Summary 1: In an acceleration graph, what does the vertical distance from the
axis mean? What does it mean if the line is above the axis, on the axis, or below
the axis?
The vertical distance indicates the amount of acceleration. If the line is above
the axis, that means the velocity is sloping upward. If the line is below the axis,
the velocity is sloping downward.
Summary 2: How are velocity and acceleration graphs related? What aspect of
an acceleration graph and what aspect of a velocity graph tell us how something
is changing its motion?
The acceleration graph shows a change in motion if it is reading any value
besides 0. If the velocity is staying constant, the result is a straight line. If the
velocity is changing, the slope will be non-0.

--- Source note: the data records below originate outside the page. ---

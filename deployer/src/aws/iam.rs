//! IAM roles, inline policies, and OIDC federation (IRSA)

use crate::error::Error;
use aws_sdk_iam::Client;
use serde_json::{json, Value};
use tracing::{debug, info};

/// Thumbprint registered on EKS OIDC providers. IAM no longer verifies
/// thumbprints for issuers backed by trusted roots, but the API still
/// requires one.
const OIDC_ROOT_THUMBPRINT: &str = "9e99a48a9960b14926bb7f3b02e22da2b0ab7280";

/// ARN of an IAM role in an account
pub fn role_arn(account: &str, role: &str) -> String {
    format!("arn:aws:iam::{account}:role/{role}")
}

/// ARN of an OIDC provider for an issuer host/path
pub fn oidc_provider_arn(account: &str, issuer: &str) -> String {
    format!("arn:aws:iam::{account}:oidc-provider/{issuer}")
}

/// Trust policy allowing an AWS service principal to assume the role
pub fn service_trust_policy(service: &str) -> Value {
    json!({
        "Version": "2012-10-17",
        "Statement": [{
            "Effect": "Allow",
            "Principal": { "Service": service },
            "Action": "sts:AssumeRole"
        }]
    })
}

/// Trust policy binding a role to one Kubernetes service account via the
/// cluster's OIDC provider
pub fn irsa_trust_policy(account: &str, issuer: &str, namespace: &str, service_account: &str) -> Value {
    json!({
        "Version": "2012-10-17",
        "Statement": [{
            "Effect": "Allow",
            "Principal": { "Federated": oidc_provider_arn(account, issuer) },
            "Action": "sts:AssumeRoleWithWebIdentity",
            "Condition": {
                "StringEquals": {
                    (format!("{issuer}:aud")): "sts.amazonaws.com",
                    (format!("{issuer}:sub")): format!("system:serviceaccount:{namespace}:{service_account}")
                }
            }
        }]
    })
}

/// Trust policy for an EMR-on-EKS job execution role: the base service
/// trust plus the federated statement EMR's managed service accounts use.
/// The service-account name is generated per job, hence the wildcard.
pub fn emr_job_trust_policy(account: &str, issuer: &str, namespace: &str) -> Value {
    json!({
        "Version": "2012-10-17",
        "Statement": [
            {
                "Effect": "Allow",
                "Principal": { "Service": "emr-containers.amazonaws.com" },
                "Action": "sts:AssumeRole"
            },
            {
                "Effect": "Allow",
                "Principal": { "Federated": oidc_provider_arn(account, issuer) },
                "Action": "sts:AssumeRoleWithWebIdentity",
                "Condition": {
                    "StringLike": {
                        (format!("{issuer}:sub")):
                            format!("system:serviceaccount:{namespace}:emr-containers-sa-*-*-{account}-*")
                    }
                }
            }
        ]
    })
}

/// Policy granting read/write access to the Spark event-log bucket
pub fn log_bucket_policy(bucket: &str, write: bool) -> Value {
    let mut actions = vec!["s3:GetObject", "s3:ListBucket"];
    if write {
        actions.push("s3:PutObject");
        actions.push("s3:DeleteObject");
    }
    json!({
        "Version": "2012-10-17",
        "Statement": [
            {
                "Effect": "Allow",
                "Action": actions,
                "Resource": [
                    format!("arn:aws:s3:::{bucket}"),
                    format!("arn:aws:s3:::{bucket}/*")
                ]
            },
            {
                "Effect": "Allow",
                "Action": [
                    "logs:CreateLogGroup",
                    "logs:CreateLogStream",
                    "logs:PutLogEvents",
                    "logs:DescribeLogGroups",
                    "logs:DescribeLogStreams"
                ],
                "Resource": "*"
            }
        ]
    })
}

/// Permissions the AWS Load Balancer Controller needs to manage ALBs for
/// ingresses (condensed from the controller's published policy)
pub fn alb_controller_policy() -> Value {
    json!({
        "Version": "2012-10-17",
        "Statement": [
            {
                "Effect": "Allow",
                "Action": [
                    "ec2:DescribeAccountAttributes",
                    "ec2:DescribeAvailabilityZones",
                    "ec2:DescribeInternetGateways",
                    "ec2:DescribeVpcs",
                    "ec2:DescribeSubnets",
                    "ec2:DescribeSecurityGroups",
                    "ec2:DescribeInstances",
                    "ec2:DescribeNetworkInterfaces",
                    "ec2:DescribeTags",
                    "ec2:CreateSecurityGroup",
                    "ec2:CreateTags",
                    "ec2:DeleteTags",
                    "ec2:AuthorizeSecurityGroupIngress",
                    "ec2:RevokeSecurityGroupIngress",
                    "ec2:DeleteSecurityGroup"
                ],
                "Resource": "*"
            },
            {
                "Effect": "Allow",
                "Action": [
                    "elasticloadbalancing:*"
                ],
                "Resource": "*"
            },
            {
                "Effect": "Allow",
                "Action": [
                    "acm:ListCertificates",
                    "acm:DescribeCertificate",
                    "iam:CreateServiceLinkedRole",
                    "cognito-idp:DescribeUserPoolClient",
                    "wafv2:GetWebAcl",
                    "wafv2:AssociateWebAcl",
                    "wafv2:DisassociateWebAcl",
                    "shield:GetSubscriptionState"
                ],
                "Resource": "*"
            }
        ]
    })
}

/// Creates the role if absent; an existing role is left untouched here
/// (its trust policy can be re-synced with [`patch_trust_policy`])
pub async fn ensure_role(client: &Client, role: &str, trust_policy: &Value) -> Result<(), Error> {
    let result = client
        .create_role()
        .role_name(role)
        .assume_role_policy_document(trust_policy.to_string())
        .send()
        .await;
    match result {
        Ok(_) => {
            info!(role, "created role");
            Ok(())
        }
        Err(e) => {
            let service_err = e.into_service_error();
            if service_err.is_entity_already_exists_exception() {
                debug!(role, "role already exists");
                Ok(())
            } else {
                Err(Error::AwsIam {
                    entity: role.to_string(),
                    operation: "CreateRole",
                    source: Box::new(aws_sdk_iam::Error::from(service_err)),
                })
            }
        }
    }
}

/// Replaces the role's trust policy (OIDC federation patching)
pub async fn patch_trust_policy(
    client: &Client,
    role: &str,
    trust_policy: &Value,
) -> Result<(), Error> {
    client
        .update_assume_role_policy()
        .role_name(role)
        .policy_document(trust_policy.to_string())
        .send()
        .await
        .map_err(|e| Error::AwsIam {
            entity: role.to_string(),
            operation: "UpdateAssumeRolePolicy",
            source: Box::new(aws_sdk_iam::Error::from(e.into_service_error())),
        })?;
    info!(role, "patched trust policy");
    Ok(())
}

/// Attaches a managed policy; attaching an already-attached policy is
/// idempotent on the service side
pub async fn attach_managed_policy(
    client: &Client,
    role: &str,
    policy_arn: &str,
) -> Result<(), Error> {
    client
        .attach_role_policy()
        .role_name(role)
        .policy_arn(policy_arn)
        .send()
        .await
        .map_err(|e| Error::AwsIam {
            entity: role.to_string(),
            operation: "AttachRolePolicy",
            source: Box::new(aws_sdk_iam::Error::from(e.into_service_error())),
        })?;
    debug!(role, policy_arn, "attached managed policy");
    Ok(())
}

/// Writes (or overwrites) an inline policy on the role
pub async fn put_inline_policy(
    client: &Client,
    role: &str,
    policy_name: &str,
    document: &Value,
) -> Result<(), Error> {
    client
        .put_role_policy()
        .role_name(role)
        .policy_name(policy_name)
        .policy_document(document.to_string())
        .send()
        .await
        .map_err(|e| Error::AwsIam {
            entity: role.to_string(),
            operation: "PutRolePolicy",
            source: Box::new(aws_sdk_iam::Error::from(e.into_service_error())),
        })?;
    debug!(role, policy_name, "put inline policy");
    Ok(())
}

/// Registers the cluster's OIDC issuer as an identity provider if it is
/// not registered yet, returning the provider ARN
pub async fn ensure_oidc_provider(
    client: &Client,
    account: &str,
    issuer: &str,
) -> Result<String, Error> {
    let expected = oidc_provider_arn(account, issuer);
    let resp = client
        .list_open_id_connect_providers()
        .send()
        .await
        .map_err(|e| Error::AwsIam {
            entity: issuer.to_string(),
            operation: "ListOpenIDConnectProviders",
            source: Box::new(aws_sdk_iam::Error::from(e.into_service_error())),
        })?;
    for provider in resp.open_id_connect_provider_list() {
        if provider.arn() == Some(expected.as_str()) {
            debug!(issuer, "OIDC provider already registered");
            return Ok(expected);
        }
    }

    let result = client
        .create_open_id_connect_provider()
        .url(format!("https://{issuer}"))
        .client_id_list("sts.amazonaws.com")
        .thumbprint_list(OIDC_ROOT_THUMBPRINT)
        .send()
        .await;
    match result {
        Ok(_) => {
            info!(issuer, "registered OIDC provider");
            Ok(expected)
        }
        Err(e) => {
            let service_err = e.into_service_error();
            if service_err.is_entity_already_exists_exception() {
                debug!(issuer, "OIDC provider already registered");
                Ok(expected)
            } else {
                Err(Error::AwsIam {
                    entity: issuer.to_string(),
                    operation: "CreateOpenIDConnectProvider",
                    source: Box::new(aws_sdk_iam::Error::from(service_err)),
                })
            }
        }
    }
}

/// Deletes an OIDC provider; an absent provider is a no-op
pub async fn delete_oidc_provider_if_exists(client: &Client, arn: &str) -> Result<(), Error> {
    let result = client
        .delete_open_id_connect_provider()
        .open_id_connect_provider_arn(arn)
        .send()
        .await;
    match result {
        Ok(_) => {
            info!(arn, "deleted OIDC provider");
            Ok(())
        }
        Err(e) => {
            let service_err = e.into_service_error();
            if service_err.is_no_such_entity_exception() {
                info!(arn, "OIDC provider does not exist, nothing to delete");
                Ok(())
            } else {
                Err(Error::AwsIam {
                    entity: arn.to_string(),
                    operation: "DeleteOpenIDConnectProvider",
                    source: Box::new(aws_sdk_iam::Error::from(service_err)),
                })
            }
        }
    }
}

/// Deletes a role after detaching managed policies and removing inline
/// policies; an absent role is a no-op
pub async fn delete_role_if_exists(client: &Client, role: &str) -> Result<(), Error> {
    let attached = client
        .list_attached_role_policies()
        .role_name(role)
        .send()
        .await;
    let attached = match attached {
        Ok(resp) => resp,
        Err(e) => {
            let service_err = e.into_service_error();
            if service_err.is_no_such_entity_exception() {
                info!(role, "role does not exist, nothing to delete");
                return Ok(());
            }
            return Err(Error::AwsIam {
                entity: role.to_string(),
                operation: "ListAttachedRolePolicies",
                source: Box::new(aws_sdk_iam::Error::from(service_err)),
            });
        }
    };
    for policy in attached.attached_policies() {
        if let Some(policy_arn) = policy.policy_arn() {
            client
                .detach_role_policy()
                .role_name(role)
                .policy_arn(policy_arn)
                .send()
                .await
                .map_err(|e| Error::AwsIam {
                    entity: role.to_string(),
                    operation: "DetachRolePolicy",
                    source: Box::new(aws_sdk_iam::Error::from(e.into_service_error())),
                })?;
        }
    }

    let inline = client
        .list_role_policies()
        .role_name(role)
        .send()
        .await
        .map_err(|e| Error::AwsIam {
            entity: role.to_string(),
            operation: "ListRolePolicies",
            source: Box::new(aws_sdk_iam::Error::from(e.into_service_error())),
        })?;
    for policy_name in inline.policy_names() {
        client
            .delete_role_policy()
            .role_name(role)
            .policy_name(policy_name)
            .send()
            .await
            .map_err(|e| Error::AwsIam {
                entity: role.to_string(),
                operation: "DeleteRolePolicy",
                source: Box::new(aws_sdk_iam::Error::from(e.into_service_error())),
            })?;
    }

    client
        .delete_role()
        .role_name(role)
        .send()
        .await
        .map_err(|e| Error::AwsIam {
            entity: role.to_string(),
            operation: "DeleteRole",
            source: Box::new(aws_sdk_iam::Error::from(e.into_service_error())),
        })?;
    info!(role, "deleted role");
    Ok(())
}

#[cfg(test)]
mod tests {
    use super::*;

    #[test]
    fn test_role_arn_format() {
        assert_eq!(
            role_arn("123456789012", "demo-shs"),
            "arn:aws:iam::123456789012:role/demo-shs"
        );
    }

    #[test]
    fn test_irsa_trust_policy_binds_service_account() {
        let issuer = "oidc.eks.us-west-2.amazonaws.com/id/ABCDEF";
        let policy = irsa_trust_policy("123456789012", issuer, "shs", "spark-history-server");
        let condition = &policy["Statement"][0]["Condition"]["StringEquals"];
        assert_eq!(
            condition[format!("{issuer}:sub")],
            "system:serviceaccount:shs:spark-history-server"
        );
        assert_eq!(condition[format!("{issuer}:aud")], "sts.amazonaws.com");
        assert_eq!(
            policy["Statement"][0]["Principal"]["Federated"],
            format!("arn:aws:iam::123456789012:oidc-provider/{issuer}")
        );
    }

    #[test]
    fn test_emr_job_trust_policy_has_service_and_federated_statements() {
        let issuer = "oidc.eks.us-west-2.amazonaws.com/id/ABCDEF";
        let policy = emr_job_trust_policy("123456789012", issuer, "spark-jobs");
        let statements = policy["Statement"].as_array().unwrap();
        assert_eq!(statements.len(), 2);
        assert_eq!(
            statements[0]["Principal"]["Service"],
            "emr-containers.amazonaws.com"
        );
        let sub = statements[1]["Condition"]["StringLike"][format!("{issuer}:sub")]
            .as_str()
            .unwrap();
        assert!(sub.starts_with("system:serviceaccount:spark-jobs:emr-containers-sa-"));
    }

    #[test]
    fn test_log_bucket_policy_write_flag() {
        let read_only = log_bucket_policy("demo-logs", false);
        let actions = read_only["Statement"][0]["Action"].as_array().unwrap();
        assert!(!actions.iter().any(|a| a == "s3:PutObject"));

        let writable = log_bucket_policy("demo-logs", true);
        let actions = writable["Statement"][0]["Action"].as_array().unwrap();
        assert!(actions.iter().any(|a| a == "s3:PutObject"));
    }
}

Summary 3: How do you know your above statements are true? What
experimental observations and/or logical reasoning can you give to justify what
you said in summary questions 1&2?
The above statements are true because we did the experiments and conferred
with each other to make sure they were right. We went back and referred to our
graphs and they gave us the answers we needed.
Summary 4: Look over your graphs. How can you tell if an object is speeding up
or slowing down from velocity and acceleration graphs? If both acceleration and
velocity are positive, how is it moving? Both negative? One positive and one
negative? Explain your reasoning.
The velocity graph would have a sloped line, and the acceleration graph will be a
straight line.
Summary 5: Describe how to use vectors to represent velocity and acceleration
of an object. How can you tell from the directions of the velocity and acceleration
vectors if the object is speeding up or slowing down?